Patriot gains

Don’t think Carl McCall and Alan Hevesi aren’t doing their part to boost the shaky U.S. stock market.

As the respective comptrollers of New York State and New York City, McCall and Hevesi decided to pour hundreds of millions of public pension fund dollars into the faltering stock market in the week after terrorists destroyed the World Trade Center and forced the four-day closure of the New York Stock Exchange and the Nasdaq. The New York State Common Retirement Fund, of which McCall is the sole trustee, pumped $1 billion - less than 1 percent of its $112 billion in assets - into stocks. “It’s a good buying opportunity,” says McCall, 65. “I’m not nervous. I believe in the market. My first responsibility is to get our investors the best performance over time.” The state pension fund had roughly 45 percent of assets, or about $50 billion, in U.S. stocks before the additional investment.
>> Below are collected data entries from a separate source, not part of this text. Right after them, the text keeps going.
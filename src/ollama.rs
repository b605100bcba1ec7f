//! Transport for a local Ollama server.

use crate::error::TransportError;
use crate::http_client::HttpClient;
use crate::transport::{ChatRequest, ChatTransport, ChunkStream, ProviderKind, lines};
use async_trait::async_trait;
use futures::StreamExt;
use serde::Deserialize;
use serde_json::{Value, json};
use std::sync::Arc;
use std::time::Duration;

pub const OLLAMA_BASE_URL: &str = "http://localhost:11434";

#[derive(Debug, Deserialize)]
struct Tags {
    #[serde(default)]
    models: Vec<Tag>,
}

#[derive(Debug, Deserialize)]
struct Tag {
    name: String,
}

/// Both the buffered reply and every NDJSON stream line share this shape.
#[derive(Debug, Deserialize)]
struct ChatReply {
    message: Option<ReplyMessage>,
    error: Option<String>,
}

#[derive(Debug, Deserialize)]
struct ReplyMessage {
    #[serde(default)]
    content: String,
}

/// Chat transport for Ollama's native API. No authentication.
pub struct OllamaTransport {
    http: Arc<dyn HttpClient>,
    base_url: String,
    probe_timeout: Duration,
}

impl OllamaTransport {
    pub fn new(http: Arc<dyn HttpClient>, base_url: Option<String>) -> Self {
        Self {
            http,
            base_url: base_url.unwrap_or_else(|| OLLAMA_BASE_URL.to_string()),
            probe_timeout: Duration::from_secs(5),
        }
    }

    pub fn with_probe_timeout(mut self, timeout: Duration) -> Self {
        self.probe_timeout = timeout;
        self
    }

    fn url(&self, path: &str) -> String {
        format!("{}/{}", self.base_url.trim_end_matches('/'), path)
    }

    fn request_body(request: &ChatRequest, stream: bool) -> Value {
        let mut options = json!({ "top_p": 0.9 });
        if let Some(temperature) = request.temperature {
            options["temperature"] = json!(temperature);
        }
        if let Some(max_tokens) = request.max_tokens {
            options["num_predict"] = json!(max_tokens);
        }
        json!({
            "model": request.model,
            "messages": request.messages,
            "stream": stream,
            "options": options,
        })
    }
}

fn classify_failure(status: u16, body: &str) -> TransportError {
    let message = serde_json::from_str::<ChatReply>(body)
        .ok()
        .and_then(|reply| reply.error)
        .unwrap_or_else(|| format!("HTTP {status}: {}", body.trim()));
    if status == 404 || message.to_lowercase().contains("not found") {
        TransportError::ModelNotFound(message)
    } else {
        TransportError::Backend(message)
    }
}

#[async_trait]
impl ChatTransport for OllamaTransport {
    fn kind(&self) -> ProviderKind {
        ProviderKind::Ollama
    }

    fn ensure_configured(&self) -> Result<(), TransportError> {
        if self.base_url.trim().is_empty() {
            return Err(TransportError::Configuration(
                "OLLAMA_BASE_URL is empty".to_string(),
            ));
        }
        Ok(())
    }

    async fn list_models(&self) -> Result<Vec<String>, TransportError> {
        self.ensure_configured()?;
        let response = self
            .http
            .get(&self.url("api/tags"), &[], Some(self.probe_timeout))
            .await?;
        if !response.is_success() {
            return Err(TransportError::Unavailable(format!(
                "HTTP {} from {}",
                response.status, self.base_url
            )));
        }
        let tags: Tags = response
            .json()
            .map_err(|e| TransportError::InvalidResponse(e.to_string()))?;
        Ok(tags.models.into_iter().map(|t| t.name).collect())
    }

    async fn complete_chat(&self, request: &ChatRequest) -> Result<String, TransportError> {
        self.ensure_configured()?;
        let body = Self::request_body(request, false);
        let response = self.http.post_json(&self.url("api/chat"), &[], &body).await?;
        if !response.is_success() {
            return Err(classify_failure(response.status, &response.body));
        }

        let reply: ChatReply = response
            .json()
            .map_err(|e| TransportError::InvalidResponse(e.to_string()))?;
        if let Some(error) = reply.error {
            return Err(TransportError::Backend(error));
        }
        Ok(reply.message.map(|m| m.content).unwrap_or_default())
    }

    async fn stream_chat(&self, request: &ChatRequest) -> Result<ChunkStream, TransportError> {
        self.ensure_configured()?;
        let body = Self::request_body(request, true);
        let response = self
            .http
            .post_json_streaming(&self.url("api/chat"), &[], &body)
            .await?;
        if !response.is_success() {
            let status = response.status;
            let text = response.into_text().await.unwrap_or_default();
            return Err(classify_failure(status, &text));
        }

        let chunks = lines(response.body)
            .filter_map(|line| async move {
                let line = match line {
                    Ok(line) => line,
                    Err(err) => return Some(Err(TransportError::from(err))),
                };
                if line.trim().is_empty() {
                    return None;
                }
                match serde_json::from_str::<ChatReply>(&line) {
                    Ok(ChatReply { error: Some(error), .. }) => Some(Err(TransportError::Backend(error))),
                    Ok(reply) => reply
                        .message
                        .map(|m| m.content)
                        .filter(|c| !c.is_empty())
                        .map(Ok),
                    Err(err) => Some(Err(TransportError::InvalidResponse(err.to_string()))),
                }
            })
            .boxed();

        Ok(chunks)
    }
}

#[cfg(test)]
mod tests {
    use super::*;
    use crate::http_client::HttpResponse;
    use crate::http_client::tests::MockHttpClient;
    use crate::transport::ChatMessage;

    fn request() -> ChatRequest {
        let mut request = ChatRequest::new("codellama:7b", vec![ChatMessage::user("hi")]);
        request.temperature = Some(0.2);
        request.max_tokens = Some(256);
        request
    }

    #[tokio::test]
    async fn test_list_models_reads_tags() {
        let http = Arc::new(MockHttpClient::new(vec![Ok(HttpResponse::new(
            200,
            json!({"models": [{"name": "mistral:latest"}, {"name": "codellama:7b"}]}).to_string(),
        ))]));
        let transport = OllamaTransport::new(http.clone(), None);

        let models = transport.list_models().await.unwrap();
        assert_eq!(models, vec!["mistral:latest", "codellama:7b"]);
        assert_eq!(http.requests.lock().unwrap()[0].url, "http://localhost:11434/api/tags");
    }

    #[tokio::test]
    async fn test_unreachable_server_is_unavailable() {
        let http = Arc::new(MockHttpClient::new(vec![Err(anyhow::anyhow!("connection refused"))]));
        let transport = OllamaTransport::new(http, None);

        let err = transport.list_models().await.unwrap_err();
        assert!(matches!(err, TransportError::Unavailable(_)));
    }

    #[tokio::test]
    async fn test_complete_chat_sends_options() {
        let http = Arc::new(MockHttpClient::new(vec![Ok(HttpResponse::new(
            200,
            json!({"message": {"role": "assistant", "content": "print(1)"}, "done": true}).to_string(),
        ))]));
        let transport = OllamaTransport::new(http.clone(), Some("http://gpu-box:11434/".into()));

        assert_eq!(transport.complete_chat(&request()).await.unwrap(), "print(1)");

        let requests = http.requests.lock().unwrap();
        assert_eq!(requests[0].url, "http://gpu-box:11434/api/chat");
        let body = requests[0].body.as_ref().unwrap();
        assert_eq!(body["stream"], false);
        assert_eq!(body["options"]["num_predict"], 256);
        assert!(body["options"]["top_p"].is_number());
    }

    #[tokio::test]
    async fn test_missing_model_is_model_not_found() {
        let http = Arc::new(MockHttpClient::new(vec![Ok(HttpResponse::new(
            404,
            json!({"error": "model \"codellama:7b\" not found, try pulling it first"}).to_string(),
        ))]));
        let transport = OllamaTransport::new(http, None);

        let err = transport.complete_chat(&request()).await.unwrap_err();
        assert_eq!(
            err,
            TransportError::ModelNotFound(
                "model \"codellama:7b\" not found, try pulling it first".into()
            )
        );
    }

    #[tokio::test]
    async fn test_stream_chat_reads_ndjson() {
        let ndjson = [
            json!({"message": {"content": "fn "}, "done": false}).to_string(),
            json!({"message": {"content": "main() {}"}, "done": false}).to_string(),
            json!({"message": {"content": ""}, "done": true}).to_string(),
        ]
        .join("\n");
        let http = Arc::new(MockHttpClient::new(vec![Ok(HttpResponse::new(200, ndjson))]));
        let transport = OllamaTransport::new(http, None);

        let chunks: Vec<String> = transport
            .stream_chat(&request())
            .await
            .unwrap()
            .map(|c| c.unwrap())
            .collect()
            .await;
        assert_eq!(chunks, vec!["fn ", "main() {}"]);
    }

    #[tokio::test]
    async fn test_stream_chat_surfaces_midstream_error() {
        let ndjson = [
            json!({"message": {"content": "x"}, "done": false}).to_string(),
            json!({"error": "out of memory"}).to_string(),
        ]
        .join("\n");
        let http = Arc::new(MockHttpClient::new(vec![Ok(HttpResponse::new(200, ndjson))]));
        let transport = OllamaTransport::new(http, None);

        let items: Vec<Result<String, TransportError>> =
            transport.stream_chat(&request()).await.unwrap().collect().await;
        assert_eq!(items[0], Ok("x".to_string()));
        assert_eq!(items[1], Err(TransportError::Backend("out of memory".into())));
    }
}
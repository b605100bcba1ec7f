//! Cancellable streaming of generated text.
//!
//! A producer task feeds a bounded channel through a [`StreamSink`]; the
//! consumer reads a [`GenerationStream`]. The stream ends with exactly one
//! terminal event ([`StreamEvent::Error`] or [`StreamEvent::Complete`]).
//! Dropping or cancelling the consumer closes the channel, which the
//! producer observes even while it is waiting on the backend.

use futures::Stream;
use serde::Serialize;
use std::pin::Pin;
use std::task::{Context, Poll};
use tokio::sync::mpsc;

const CHANNEL_CAPACITY: usize = 32;

/// One item of a streamed generation.
#[derive(Debug, Clone, PartialEq, Eq, Serialize)]
#[serde(tag = "type", content = "content", rename_all = "lowercase")]
pub enum StreamEvent {
    Content(String),
    Error(String),
    Complete,
}

impl StreamEvent {
    pub fn is_terminal(&self) -> bool {
        !matches!(self, StreamEvent::Content(_))
    }
}

/// Producer half. Only content can be sent until [`StreamSink::finish`]
/// consumes the sink, so a second terminal event cannot be produced.
pub struct StreamSink {
    tx: mpsc::Sender<StreamEvent>,
}

impl StreamSink {
    /// Sends a chunk. Returns `false` once the consumer is gone.
    pub async fn send_content(&self, text: String) -> bool {
        self.tx.send(StreamEvent::Content(text)).await.is_ok()
    }

    /// Resolves when the consumer has dropped or cancelled the stream.
    pub async fn closed(&self) {
        self.tx.closed().await
    }

    pub fn is_closed(&self) -> bool {
        self.tx.is_closed()
    }

    /// Sends the terminal event and closes the producer side.
    pub async fn finish(self, terminal: StreamEvent) {
        debug_assert!(terminal.is_terminal());
        let _ = self.tx.send(terminal).await;
    }
}

/// Consumer half: a `futures::Stream` of [`StreamEvent`]s.
pub struct GenerationStream {
    rx: mpsc::Receiver<StreamEvent>,
    finished: bool,
}

impl GenerationStream {
    /// Creates a connected sink/stream pair.
    pub fn channel() -> (StreamSink, GenerationStream) {
        let (tx, rx) = mpsc::channel(CHANNEL_CAPACITY);
        (
            StreamSink { tx },
            GenerationStream {
                rx,
                finished: false,
            },
        )
    }

    /// A stream that only carries one error event.
    pub fn failed(message: impl Into<String>) -> Self {
        let (tx, rx) = mpsc::channel(1);
        // Capacity 1 and a fresh channel: this send cannot fail.
        let _ = tx.try_send(StreamEvent::Error(message.into()));
        GenerationStream {
            rx,
            finished: false,
        }
    }

    /// Stops the stream early. The producer is told to stop and no further
    /// events are yielded.
    pub fn cancel(&mut self) {
        self.rx.close();
        self.finished = true;
    }

    /// Drains the stream, returning the concatenated text or the error.
    pub async fn collect_text(mut self) -> Result<String, String> {
        use futures::StreamExt;

        let mut text = String::new();
        while let Some(event) = self.next().await {
            match event {
                StreamEvent::Content(chunk) => text.push_str(&chunk),
                StreamEvent::Error(message) => return Err(message),
                StreamEvent::Complete => break,
            }
        }
        Ok(text)
    }
}

impl Stream for GenerationStream {
    type Item = StreamEvent;

    fn poll_next(mut self: Pin<&mut Self>, cx: &mut Context<'_>) -> Poll<Option<Self::Item>> {
        if self.finished {
            return Poll::Ready(None);
        }
        match self.rx.poll_recv(cx) {
            Poll::Ready(Some(event)) => {
                if event.is_terminal() {
                    self.finished = true;
                    self.rx.close();
                }
                Poll::Ready(Some(event))
            }
            // The producer went away without a terminal event (it panicked
            // or was aborted). Never end silently.
            Poll::Ready(None) => {
                self.finished = true;
                Poll::Ready(Some(StreamEvent::Error(
                    "stream ended without completion".to_string(),
                )))
            }
            Poll::Pending => Poll::Pending,
        }
    }
}

#[cfg(test)]
mod tests {
    use super::*;
    use futures::StreamExt;

    #[tokio::test]
    async fn test_events_arrive_in_order_and_end_after_terminal() {
        let (sink, stream) = GenerationStream::channel();
        tokio::spawn(async move {
            assert!(sink.send_content("a".into()).await);
            assert!(sink.send_content("b".into()).await);
            sink.finish(StreamEvent::Complete).await;
        });

        let events: Vec<StreamEvent> = stream.collect().await;
        assert_eq!(
            events,
            vec![
                StreamEvent::Content("a".into()),
                StreamEvent::Content("b".into()),
                StreamEvent::Complete,
            ]
        );
    }

    #[tokio::test]
    async fn test_dropped_producer_yields_single_error() {
        let (sink, stream) = GenerationStream::channel();
        tokio::spawn(async move {
            sink.send_content("partial".into()).await;
            drop(sink);
        });

        let events: Vec<StreamEvent> = stream.collect().await;
        assert_eq!(events.len(), 2);
        assert_eq!(events[1], StreamEvent::Error("stream ended without completion".into()));
    }

    #[tokio::test]
    async fn test_cancel_is_observed_by_producer() {
        let (sink, mut stream) = GenerationStream::channel();
        stream.cancel();

        sink.closed().await;
        assert!(sink.is_closed());
        assert!(!sink.send_content("late".into()).await);
        assert!(stream.next().await.is_none());
    }

    #[tokio::test]
    async fn test_drop_is_observed_by_producer() {
        let (sink, stream) = GenerationStream::channel();
        drop(stream);
        sink.closed().await;
        assert!(!sink.send_content("late".into()).await);
    }

    #[tokio::test]
    async fn test_failed_stream_has_one_error_event() {
        let events: Vec<StreamEvent> = GenerationStream::failed("no model").collect().await;
        assert_eq!(events, vec![StreamEvent::Error("no model".into())]);
    }

    #[tokio::test]
    async fn test_collect_text_concatenates_until_complete() {
        let (sink, stream) = GenerationStream::channel();
        tokio::spawn(async move {
            sink.send_content("fn main".into()).await;
            sink.send_content("() {}".into()).await;
            sink.finish(StreamEvent::Complete).await;
        });
        assert_eq!(stream.collect_text().await, Ok("fn main() {}".to_string()));

        let failed = GenerationStream::failed("boom");
        assert_eq!(failed.collect_text().await, Err("boom".to_string()));
    }

    #[test]
    fn test_events_serialize_with_type_tag() {
        let json = serde_json::to_value(StreamEvent::Content("x".into())).unwrap();
        assert_eq!(json, serde_json::json!({"type": "content", "content": "x"}));
        let json = serde_json::to_value(StreamEvent::Complete).unwrap();
        assert_eq!(json, serde_json::json!({"type": "complete"}));
    }
}
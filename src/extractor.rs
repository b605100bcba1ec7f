//! Cleanup of raw model output into code.
//!
//! Models are asked for code only but routinely wrap it in markdown fences or
//! surround it with prose. [`extract`] is a best-effort cleanup: it never
//! fails and never returns less than the trimmed input when its heuristics
//! would leave almost nothing behind.

use once_cell::sync::Lazy;
use regex::Regex;

/// Fenced block: optional language tag, then a newline, then a non-greedy body.
static CODE_BLOCK_RE: Lazy<Regex> =
    Lazy::new(|| Regex::new(r"(?s)```(?:\w+)?\s*\n(.*?)```").expect("code block regex"));

const SKIP_PHRASES: &[&str] = &[
    "here is",
    "here's",
    "this code",
    "to run",
    "to use",
    "to save",
    "you can",
    "simply",
    "make sure",
    "note that",
    "explanation",
    "how to",
    "save this",
    "run this",
    "execute",
    "to get started",
];

const CODE_SIGNALS: &[&str] = &[
    "def ",
    "class ",
    "function ",
    "const ",
    "let ",
    "var ",
    "import ",
    "from ",
    "#include",
    "public ",
    "private ",
    "fn ",
    "func ",
    "package ",
    "using ",
    "namespace ",
];

/// Below this many characters the line filter is considered to have
/// destroyed the output and the raw text is returned instead.
const MIN_FILTERED_LEN: usize = 10;

/// Extracts code from raw model output.
///
/// The language is accepted for symmetry with the generation call; the
/// heuristics are the same for every language.
pub fn extract(raw_text: &str, _language: &str) -> String {
    if let Some(block) = longest_fenced_block(raw_text) {
        return block.trim().to_string();
    }

    let filtered = strip_explanations(raw_text);
    if filtered.chars().count() < MIN_FILTERED_LEN {
        return raw_text.trim().to_string();
    }
    filtered
}

/// Returns the longest fenced block body; the first one wins on ties.
fn longest_fenced_block(raw_text: &str) -> Option<&str> {
    let mut best: Option<(&str, usize)> = None;
    for caps in CODE_BLOCK_RE.captures_iter(raw_text) {
        let Some(body) = caps.get(1) else { continue };
        let len = body.as_str().chars().count();
        if best.is_none_or(|(_, best_len)| len > best_len) {
            best = Some((body.as_str(), len));
        }
    }
    best.map(|(body, _)| body)
}

fn strip_explanations(raw_text: &str) -> String {
    let mut kept: Vec<&str> = Vec::new();
    for line in raw_text.split('\n') {
        if kept.is_empty() && line.trim().is_empty() {
            continue;
        }
        if !is_explanation(line) {
            kept.push(line);
        }
    }
    kept.join("\n").trim().to_string()
}

fn is_explanation(line: &str) -> bool {
    let lower = line.trim().to_lowercase();
    SKIP_PHRASES.iter().any(|phrase| lower.contains(phrase))
        && !CODE_SIGNALS.iter().any(|signal| line.contains(signal))
}
//! Coalescing scheduler.
//!
//! Holds at most one pending action per channel. Registering again for the
//! same channel replaces the earlier action, so a burst of voice-state events
//! collapses into one snapshot per channel per tick.
//!
//! The scheduler is owned by a single worker (see `engine`); `register`,
//! `remove` and `tick` are never interleaved, so the map needs no lock.

use std::{collections::HashMap, sync::Arc, time::Instant};

use tracing::{debug, warn};
use vs_control::ChannelId;
use vs_sink::PointSink;

/// What an action asks the scheduler to do with its entry afterwards.
#[derive(Clone, Copy, Debug, PartialEq, Eq)]
pub enum Outcome {
    Keep,
    /// Channel is empty (or gone); drop the entry until the next event for it.
    Evict,
}

/// Deferred unit of work, run once per tick while registered.
#[async_trait::async_trait]
pub trait Action: Send + Sync {
    async fn execute(&self) -> anyhow::Result<Outcome>;
}

/// Metrics hook for the tracker. Implemented over Prometheus in `metrics_adapter`.
pub trait TrackerMetrics: Send + Sync {
    fn inc_events_accepted(&self);
    fn inc_events_ignored(&self);
    fn inc_action_failed(&self);
    fn inc_evicted(&self, n: usize);
    fn inc_points(&self, n: usize);
    fn inc_flush_failed(&self);
    fn set_pending(&self, n: usize);
    fn observe_tick(&self, seconds: f64);
}

pub struct NoopMetrics;

impl TrackerMetrics for NoopMetrics {
    fn inc_events_accepted(&self) {}
    fn inc_events_ignored(&self) {}
    fn inc_action_failed(&self) {}
    fn inc_evicted(&self, _n: usize) {}
    fn inc_points(&self, _n: usize) {}
    fn inc_flush_failed(&self) {}
    fn set_pending(&self, _n: usize) {}
    fn observe_tick(&self, _seconds: f64) {}
}

#[derive(Debug, Default)]
pub struct TickReport {
    pub executed: usize,
    pub failed: usize,
    pub evicted: usize,
    pub flushed: usize,
    pub flush_error: Option<String>,
}

pub struct CoalescingScheduler {
    pending: HashMap<ChannelId, Arc<dyn Action>>,
    sink: Arc<dyn PointSink>,
    metrics: Arc<dyn TrackerMetrics>,
}

impl CoalescingScheduler {
    pub fn new(sink: Arc<dyn PointSink>, metrics: Arc<dyn TrackerMetrics>) -> Self {
        Self {
            pending: HashMap::new(),
            sink,
            metrics,
        }
    }

    /// Insert or overwrite the pending action for `channel`. Returns true if one was replaced.
    pub fn register(&mut self, channel: ChannelId, action: Arc<dyn Action>) -> bool {
        let replaced = self.pending.insert(channel, action).is_some();
        self.metrics.set_pending(self.pending.len());
        replaced
    }

    pub fn remove(&mut self, channel: &ChannelId) -> bool {
        let removed = self.pending.remove(channel).is_some();
        self.metrics.set_pending(self.pending.len());
        removed
    }

    pub fn len(&self) -> usize {
        self.pending.len()
    }

    pub fn is_empty(&self) -> bool {
        self.pending.is_empty()
    }

    #[cfg(test)]
    pub fn contains(&self, channel: &ChannelId) -> bool {
        self.pending.contains_key(channel)
    }

    /// Run every action registered at the start of the tick, then flush the sink once.
    ///
    /// Action order is unspecified. A failing action is logged and skipped;
    /// it never stops the others or the flush.
    pub(crate) async fn tick(&mut self) -> TickReport {
        let started = Instant::now();
        let due: Vec<(ChannelId, Arc<dyn Action>)> = self
            .pending
            .iter()
            .map(|(id, action)| (id.clone(), action.clone()))
            .collect();

        let mut report = TickReport::default();
        let mut evict = Vec::new();

        for (channel_id, action) in due {
            report.executed += 1;
            match action.execute().await {
                Ok(Outcome::Keep) => {}
                Ok(Outcome::Evict) => evict.push(channel_id),
                Err(e) => {
                    report.failed += 1;
                    self.metrics.inc_action_failed();
                    warn!(%channel_id, "snapshot action failed: {:#}", e);
                }
            }
        }

        for channel_id in &evict {
            self.remove(channel_id);
        }
        report.evicted = evict.len();
        if report.evicted > 0 {
            self.metrics.inc_evicted(report.evicted);
        }

        match self.sink.flush().await {
            Ok(n) => report.flushed = n,
            Err(e) => {
                self.metrics.inc_flush_failed();
                warn!("sink flush failed, points dropped: {:#}", e);
                report.flush_error = Some(e.to_string());
            }
        }

        self.metrics.observe_tick(started.elapsed().as_secs_f64());
        debug!(
            executed = report.executed,
            failed = report.failed,
            evicted = report.evicted,
            flushed = report.flushed,
            pending = self.pending.len(),
            "tick done"
        );
        report
    }
}
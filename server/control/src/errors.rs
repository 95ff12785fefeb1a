use thiserror::Error;

pub type ControlResult<T> = Result<T, ControlError>;

#[derive(Error, Debug)]
pub enum ControlError {
    #[error("not found: {0}")]
    NotFound(&'static str),

    #[error("invalid argument: {0}")]
    InvalidArgument(&'static str),

    #[error("event source unavailable: {0}")]
    Unavailable(String),
}
use std::sync::atomic::{AtomicBool, AtomicUsize, Ordering};

use parking_lot::Mutex;

use crate::{DataPoint, PointSink, SinkError, SinkResult};

/// Keeps points in memory. Flushed batches are retained for inspection.
#[derive(Default)]
pub struct MemorySink {
    buffer: Mutex<Vec<DataPoint>>,
    batches: Mutex<Vec<Vec<DataPoint>>>,
    flushes: AtomicUsize,
    fail_flushes: AtomicBool,
}

impl MemorySink {
    pub fn new() -> Self {
        Self::default()
    }

    /// Make subsequent flushes fail (and lose their points) until reset.
    pub fn fail_flushes(&self, fail: bool) {
        self.fail_flushes.store(fail, Ordering::SeqCst);
    }

    /// Flush attempts so far, failed ones included.
    pub fn flush_count(&self) -> usize {
        self.flushes.load(Ordering::SeqCst)
    }

    pub fn buffered(&self) -> Vec<DataPoint> {
        self.buffer.lock().clone()
    }

    /// Successfully flushed batches, oldest first.
    pub fn batches(&self) -> Vec<Vec<DataPoint>> {
        self.batches.lock().clone()
    }

    pub fn flushed_points(&self) -> Vec<DataPoint> {
        self.batches.lock().iter().flatten().cloned().collect()
    }
}

#[async_trait::async_trait]
impl PointSink for MemorySink {
    fn write_point(&self, point: DataPoint) {
        self.buffer.lock().push(point);
    }

    async fn flush(&self) -> SinkResult<usize> {
        self.flushes.fetch_add(1, Ordering::SeqCst);
        let batch = std::mem::take(&mut *self.buffer.lock());
        if self.fail_flushes.load(Ordering::SeqCst) {
            return Err(SinkError::Unavailable(format!("{} points lost", batch.len())));
        }
        let n = batch.len();
        self.batches.lock().push(batch);
        Ok(n)
    }
}

#[cfg(test)]
mod tests {
    use super::*;

    #[tokio::test]
    async fn flush_moves_buffer_into_a_batch() {
        let sink = MemorySink::new();
        sink.write_point(DataPoint::new("m").string_field("f", "1"));
        sink.write_point(DataPoint::new("m").string_field("f", "2"));

        assert_eq!(sink.flush().await.unwrap(), 2);
        assert!(sink.buffered().is_empty());
        assert_eq!(sink.batches().len(), 1);
        assert_eq!(sink.flush_count(), 1);
    }

    #[tokio::test]
    async fn failing_flush_loses_points() {
        let sink = MemorySink::new();
        sink.fail_flushes(true);
        sink.write_point(DataPoint::new("m").string_field("f", "1"));

        assert!(sink.flush().await.is_err());
        assert!(sink.buffered().is_empty());
        assert!(sink.flushed_points().is_empty());
        assert_eq!(sink.flush_count(), 1);
    }
}
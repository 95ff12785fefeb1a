use vs_control::{Channel, Member};
use vs_sink::DataPoint;

pub const MEASUREMENT: &str = "voice_state";

/// Turns a channel's members into `voice_state` points, one per member.
pub struct PointBuilder<'a> {
    channel: &'a Channel,
}

impl<'a> PointBuilder<'a> {
    pub fn new(channel: &'a Channel) -> Self {
        Self { channel }
    }

    pub fn build(&self, members: &[Member]) -> Vec<DataPoint> {
        members
            .iter()
            .map(|m| {
                DataPoint::new(MEASUREMENT)
                    .tag("server_id", self.channel.guild.id.as_str())
                    .tag("channel_id", self.channel.id.as_str())
                    .string_field("user_id", m.id.as_str())
                    .string_field("channel_name", self.channel.name.as_str())
                    .string_field("user_nickname", m.display_name.as_str())
            })
            .collect()
    }
}

#[cfg(test)]
mod tests {
    use super::*;
    use vs_control::{ChannelId, ChannelKind, Guild, GuildId, UserId};

    fn channel() -> Channel {
        Channel {
            id: ChannelId::from("c1"),
            guild: Guild {
                id: GuildId::from("g1"),
                name: "Guild".into(),
            },
            name: "Lobby".into(),
            kind: ChannelKind::Voice,
        }
    }

    fn member(id: &str, name: &str) -> Member {
        Member {
            id: UserId::from(id),
            display_name: name.into(),
        }
    }

    #[test]
    fn one_point_per_member() {
        let ch = channel();
        let points = PointBuilder::new(&ch).build(&[member("u1", "alice"), member("u2", "bob")]);
        assert_eq!(points.len(), 2);

        let p = &points[1];
        assert_eq!(p.measurement, "voice_state");
        assert_eq!(p.tag_value("server_id"), Some("g1"));
        assert_eq!(p.tag_value("channel_id"), Some("c1"));
        assert_eq!(p.field_value("user_id"), Some("u2"));
        assert_eq!(p.field_value("channel_name"), Some("Lobby"));
        assert_eq!(p.field_value("user_nickname"), Some("bob"));
        assert_eq!(p.tags.len(), 2);
        assert_eq!(p.fields.len(), 3);
    }

    #[test]
    fn no_members_no_points() {
        let ch = channel();
        assert!(PointBuilder::new(&ch).build(&[]).is_empty());
    }

    #[test]
    fn output_is_deterministic() {
        let ch = channel();
        let members = [member("u1", "alice")];
        let b = PointBuilder::new(&ch);
        assert_eq!(b.build(&members), b.build(&members));
    }
}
McCall, who is running for governor of New York, says the equity allocation won’t hit 50 percent but adds, “We will go up. Probably more like somewhere around 47 percent.” Hevesi, the adviser for the city’s five major pension funds, which have combined assets of about $75 billion, put $800 million in the market after the attack. Time will tell if the comptrollers’ bets were good ones: The Nasdaq composite index registered a 16 percent decline the week of September 17, and the Dow Jones industrial average tumbled more than 14 percent - its single worst week since the Great Depression.